Театровед подчеркивает — даже если трудно понять, что происходит на сцене, спектакль стоит смотреть ради эмоционального впечатления и возникающего в сознании зрителя внутреннего конфликта. «Мы прежде всего идем в театр за эмоцией. Если зрители не всегда рационально могли определить, что происходит, каким образом театр общается с ними, какой язык он использует, то на эмоциональном, физиологическом уровне впечатление очень сильное. Зритель может не понять мысли режиссера, кто-то воспринимает на чисто эмоциональном или телесном уровне, кто-то — на эстетическом. В современном театре не может быть ни однозначного решения, ни однозначного способа трактовки происходящего, и каждый зритель в своем сознании создает собственный спектакль. И в этом свойство современного театра — конфликт не столько разыгрывается на сцене, сколько переносится в сознание зрителя, которое становится полем столкновения разных точек зрения, разных эмоций, разных страстей, понимания жизни и себя в этом мире, понимания любви.
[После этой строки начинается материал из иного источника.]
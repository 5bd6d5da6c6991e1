use std::collections::HashMap;
use std::fs;
use std::io::{Cursor, Read};
use std::path::Path;
use std::sync::Arc;

use anyhow::{anyhow, Context as AnyhowContext, Result};
use flate2::read::GzDecoder;
use tar::Archive;

use super::{Resource, ResourceLoader, ResourcePath};

/// Resources packed in a `.tar.gz` bundle. The archive is indexed once at
/// construction; lookups never touch the disk.
#[derive(Clone, Debug, Default)]
pub struct ArchiveResourceLoader {
    entries: HashMap<ResourcePath, Arc<[u8]>>,
}

impl ArchiveResourceLoader {
    pub fn from_bytes(bytes: &[u8]) -> Result<Self> {
        let decoder = GzDecoder::new(Cursor::new(bytes));
        let mut archive = Archive::new(decoder);
        let mut entries = HashMap::new();
        for entry in archive
            .entries()
            .map_err(|err| anyhow!("unable to read archive: {err}"))?
        {
            let mut entry = entry.map_err(|err| anyhow!("corrupt archive entry: {err}"))?;
            if !entry.header().entry_type().is_file() {
                continue;
            }
            let raw_path = entry
                .path()
                .map_err(|err| anyhow!("invalid archive entry path: {err}"))?
                .to_string_lossy()
                .replace('\\', "/");
            let path = ResourcePath::new(&raw_path)
                .with_context(|| format!("invalid archive entry path: {raw_path}"))?;
            let mut data = Vec::new();
            entry
                .read_to_end(&mut data)
                .with_context(|| format!("unable to read archive entry {path}"))?;
            entries.insert(path, Arc::from(data));
        }
        Ok(Self { entries })
    }

    pub fn open(file: &Path) -> Result<Self> {
        let bytes = fs::read(file)
            .with_context(|| format!("unable to read archive: {}", file.display()))?;
        Self::from_bytes(&bytes).with_context(|| format!("invalid archive: {}", file.display()))
    }

    pub fn len(&self) -> usize {
        self.entries.len()
    }

    pub fn is_empty(&self) -> bool {
        self.entries.is_empty()
    }
}

impl ResourceLoader for ArchiveResourceLoader {
    fn load_or_none(&self, path: &ResourcePath) -> Result<Option<Resource>> {
        Ok(self
            .entries
            .get(path)
            .map(|bytes| Resource::new(path.clone(), Arc::clone(bytes))))
    }
}
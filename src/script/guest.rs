use std::fmt;

use quick_js::JsValue;
use serde::Serialize;
use serde_json::Value;

#[derive(Clone, Copy, Debug, PartialEq, Eq, Hash, Serialize)]
#[serde(rename_all = "lowercase")]
pub enum GuestKind {
    Object,
    Array,
    Function,
    String,
    Number,
    Boolean,
    Null,
    Undefined,
}

impl GuestKind {
    pub fn as_str(&self) -> &'static str {
        match self {
            GuestKind::Object => "object",
            GuestKind::Array => "array",
            GuestKind::Function => "function",
            GuestKind::String => "string",
            GuestKind::Number => "number",
            GuestKind::Boolean => "boolean",
            GuestKind::Null => "null",
            GuestKind::Undefined => "undefined",
        }
    }
}

impl fmt::Display for GuestKind {
    fn fmt(&self, f: &mut fmt::Formatter<'_>) -> fmt::Result {
        f.write_str(self.as_str())
    }
}

/// Read access to a value owned by a guest runtime.
///
/// Implementations are cheap handles (usually borrows) into the runtime's own
/// representation; cloning a handle never copies the underlying value.
pub trait GuestValue: Clone {
    fn kind(&self) -> GuestKind;

    /// Own enumerable keys. Empty for anything but objects.
    fn keys(&self) -> Vec<String>;

    fn member(&self, key: &str) -> Option<Self>;

    fn has_member(&self, key: &str) -> bool {
        self.member(key).is_some()
    }

    /// Elements in index order. Empty for anything but arrays.
    fn elements(&self) -> Vec<Self>;

    fn as_string(&self) -> Option<String>;

    fn as_number(&self) -> Option<f64>;

    fn as_boolean(&self) -> Option<bool>;

    /// Stable identity of a heap value, for runtimes whose object graphs can
    /// contain cycles. Tree-shaped representations return `None`.
    fn identity(&self) -> Option<usize> {
        None
    }
}

impl<'a> GuestValue for &'a JsValue {
    fn kind(&self) -> GuestKind {
        match self {
            JsValue::Undefined => GuestKind::Undefined,
            JsValue::Null => GuestKind::Null,
            JsValue::Bool(_) => GuestKind::Boolean,
            JsValue::Int(_) | JsValue::Float(_) => GuestKind::Number,
            JsValue::String(_) => GuestKind::String,
            JsValue::Array(_) => GuestKind::Array,
            JsValue::Object(_) => GuestKind::Object,
            JsValue::__NonExhaustive => GuestKind::Undefined,
        }
    }

    fn keys(&self) -> Vec<String> {
        match self {
            JsValue::Object(map) => map.keys().cloned().collect(),
            _ => Vec::new(),
        }
    }

    fn member(&self, key: &str) -> Option<Self> {
        match *self {
            JsValue::Object(map) => map.get(key),
            _ => None,
        }
    }

    fn elements(&self) -> Vec<Self> {
        match *self {
            JsValue::Array(items) => items.iter().collect(),
            _ => Vec::new(),
        }
    }

    fn as_string(&self) -> Option<String> {
        match self {
            JsValue::String(s) => Some(s.clone()),
            _ => None,
        }
    }

    fn as_number(&self) -> Option<f64> {
        match self {
            JsValue::Int(n) => Some(f64::from(*n)),
            JsValue::Float(f) => Some(*f),
            _ => None,
        }
    }

    fn as_boolean(&self) -> Option<bool> {
        match self {
            JsValue::Bool(b) => Some(*b),
            _ => None,
        }
    }
}

/// Host JSON viewed as a guest value; lets host data travel through the same
/// bridge as runtime values.
impl<'a> GuestValue for &'a Value {
    fn kind(&self) -> GuestKind {
        match self {
            Value::Null => GuestKind::Null,
            Value::Bool(_) => GuestKind::Boolean,
            Value::Number(_) => GuestKind::Number,
            Value::String(_) => GuestKind::String,
            Value::Array(_) => GuestKind::Array,
            Value::Object(_) => GuestKind::Object,
        }
    }

    fn keys(&self) -> Vec<String> {
        match self {
            Value::Object(map) => map.keys().cloned().collect(),
            _ => Vec::new(),
        }
    }

    fn member(&self, key: &str) -> Option<Self> {
        match *self {
            Value::Object(map) => map.get(key),
            _ => None,
        }
    }

    fn elements(&self) -> Vec<Self> {
        match *self {
            Value::Array(items) => items.iter().collect(),
            _ => Vec::new(),
        }
    }

    fn as_string(&self) -> Option<String> {
        Value::as_str(self).map(str::to_string)
    }

    fn as_number(&self) -> Option<f64> {
        Value::as_f64(self)
    }

    fn as_boolean(&self) -> Option<bool> {
        Value::as_bool(self)
    }
}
И мне кажется, что все это работает в спектакле Альметьевского театра», — заключает Шевченко.

Правда, играют этот спектакль редко — Мустаева считает, что злоупотреблять им не стоит, иначе артисты могут перегореть. «Он сложный и психологически, и пластически, много ресурсов задействовано, и конечно, мы его играем очень редко. Недавно показывали в Астане и взяли „лучшую женскую роль“ на фестивале „Самгау“, несколько раз играли в Альметьевске». Тем ценнее становится постановка для каждого, кому представится возможность ее увидеть и решить для себя, готов ли он пойти вслед за альметьевскими актерами и открыть для себя мир постдраматического театра. Ибо что-то нам подсказывает, что история этой постановки на лонг-листе «Маски» не закончится.